* _Items from a dataset_

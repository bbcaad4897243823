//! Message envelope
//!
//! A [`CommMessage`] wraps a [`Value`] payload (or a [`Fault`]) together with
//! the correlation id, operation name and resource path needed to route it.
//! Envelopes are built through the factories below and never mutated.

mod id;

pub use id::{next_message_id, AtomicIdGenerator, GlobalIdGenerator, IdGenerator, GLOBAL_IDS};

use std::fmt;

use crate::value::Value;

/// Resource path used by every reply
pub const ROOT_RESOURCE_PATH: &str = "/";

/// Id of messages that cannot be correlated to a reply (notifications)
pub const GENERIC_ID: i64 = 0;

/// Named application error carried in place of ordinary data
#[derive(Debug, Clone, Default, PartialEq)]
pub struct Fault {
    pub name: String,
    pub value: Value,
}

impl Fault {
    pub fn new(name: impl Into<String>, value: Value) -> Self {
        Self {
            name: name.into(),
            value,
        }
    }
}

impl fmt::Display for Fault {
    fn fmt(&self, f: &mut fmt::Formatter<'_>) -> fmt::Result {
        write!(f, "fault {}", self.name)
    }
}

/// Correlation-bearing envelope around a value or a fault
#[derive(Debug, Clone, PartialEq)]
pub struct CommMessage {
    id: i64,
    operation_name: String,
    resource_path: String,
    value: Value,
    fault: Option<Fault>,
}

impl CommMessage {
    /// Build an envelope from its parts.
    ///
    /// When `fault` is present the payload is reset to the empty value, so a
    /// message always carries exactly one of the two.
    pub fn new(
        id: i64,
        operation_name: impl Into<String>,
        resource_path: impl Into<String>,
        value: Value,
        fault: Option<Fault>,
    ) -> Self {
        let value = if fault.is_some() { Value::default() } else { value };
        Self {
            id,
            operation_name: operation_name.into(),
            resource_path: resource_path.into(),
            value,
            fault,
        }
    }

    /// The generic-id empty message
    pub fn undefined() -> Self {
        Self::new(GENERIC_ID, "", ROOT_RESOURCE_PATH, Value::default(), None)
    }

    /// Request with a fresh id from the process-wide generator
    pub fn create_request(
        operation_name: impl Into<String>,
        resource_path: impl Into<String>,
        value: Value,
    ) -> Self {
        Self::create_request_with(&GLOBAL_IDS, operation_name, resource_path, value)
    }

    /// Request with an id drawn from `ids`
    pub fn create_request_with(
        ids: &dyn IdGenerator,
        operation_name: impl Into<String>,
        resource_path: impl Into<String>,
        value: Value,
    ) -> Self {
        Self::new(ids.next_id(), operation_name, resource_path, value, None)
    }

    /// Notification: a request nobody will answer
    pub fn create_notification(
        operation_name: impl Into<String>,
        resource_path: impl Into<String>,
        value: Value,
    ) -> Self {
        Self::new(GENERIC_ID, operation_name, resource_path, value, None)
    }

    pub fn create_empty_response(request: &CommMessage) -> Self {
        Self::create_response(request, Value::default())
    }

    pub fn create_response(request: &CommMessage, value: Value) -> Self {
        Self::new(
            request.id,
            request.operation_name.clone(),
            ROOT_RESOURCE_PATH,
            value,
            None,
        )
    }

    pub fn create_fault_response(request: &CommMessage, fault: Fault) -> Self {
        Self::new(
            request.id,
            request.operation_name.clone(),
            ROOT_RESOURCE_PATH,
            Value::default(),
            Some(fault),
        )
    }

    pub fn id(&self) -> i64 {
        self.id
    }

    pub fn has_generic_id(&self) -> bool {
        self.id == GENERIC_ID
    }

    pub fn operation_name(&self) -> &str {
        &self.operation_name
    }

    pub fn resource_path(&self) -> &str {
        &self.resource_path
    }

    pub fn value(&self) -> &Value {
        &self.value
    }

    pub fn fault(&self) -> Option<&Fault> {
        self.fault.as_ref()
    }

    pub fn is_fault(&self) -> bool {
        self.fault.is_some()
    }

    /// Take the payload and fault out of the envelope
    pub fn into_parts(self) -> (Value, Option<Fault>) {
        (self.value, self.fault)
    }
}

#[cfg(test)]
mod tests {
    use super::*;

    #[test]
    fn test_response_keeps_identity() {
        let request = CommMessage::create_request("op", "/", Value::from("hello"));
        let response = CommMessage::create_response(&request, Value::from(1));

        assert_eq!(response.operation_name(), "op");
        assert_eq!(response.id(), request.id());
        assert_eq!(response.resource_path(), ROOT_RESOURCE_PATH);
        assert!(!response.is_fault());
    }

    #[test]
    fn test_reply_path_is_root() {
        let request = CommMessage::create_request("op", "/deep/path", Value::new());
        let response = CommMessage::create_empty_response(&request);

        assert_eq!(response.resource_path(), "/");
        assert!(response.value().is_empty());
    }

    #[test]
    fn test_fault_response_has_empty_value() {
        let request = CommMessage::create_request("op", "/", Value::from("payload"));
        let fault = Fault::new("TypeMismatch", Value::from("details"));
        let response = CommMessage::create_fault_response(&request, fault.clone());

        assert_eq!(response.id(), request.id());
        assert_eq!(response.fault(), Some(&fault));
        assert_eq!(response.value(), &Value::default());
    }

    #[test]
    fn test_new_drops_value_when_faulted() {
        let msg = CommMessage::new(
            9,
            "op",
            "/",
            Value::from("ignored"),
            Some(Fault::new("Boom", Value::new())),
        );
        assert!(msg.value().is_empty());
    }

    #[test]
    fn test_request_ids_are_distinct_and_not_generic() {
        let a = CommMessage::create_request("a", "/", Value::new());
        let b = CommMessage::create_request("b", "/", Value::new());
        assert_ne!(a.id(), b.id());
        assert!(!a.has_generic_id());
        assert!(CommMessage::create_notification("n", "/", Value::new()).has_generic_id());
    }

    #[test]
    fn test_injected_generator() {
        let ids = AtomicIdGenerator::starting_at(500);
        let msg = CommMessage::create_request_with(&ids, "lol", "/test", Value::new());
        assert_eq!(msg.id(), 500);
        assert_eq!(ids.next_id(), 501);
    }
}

* _TASK_
For this exercise, gather every line of the data that contains the word "const".

* _EXPECTED OUTPUT_
pub const ROOT_RESOURCE_PATH: &str = "/";
pub const GENERIC_ID: i64 = 0;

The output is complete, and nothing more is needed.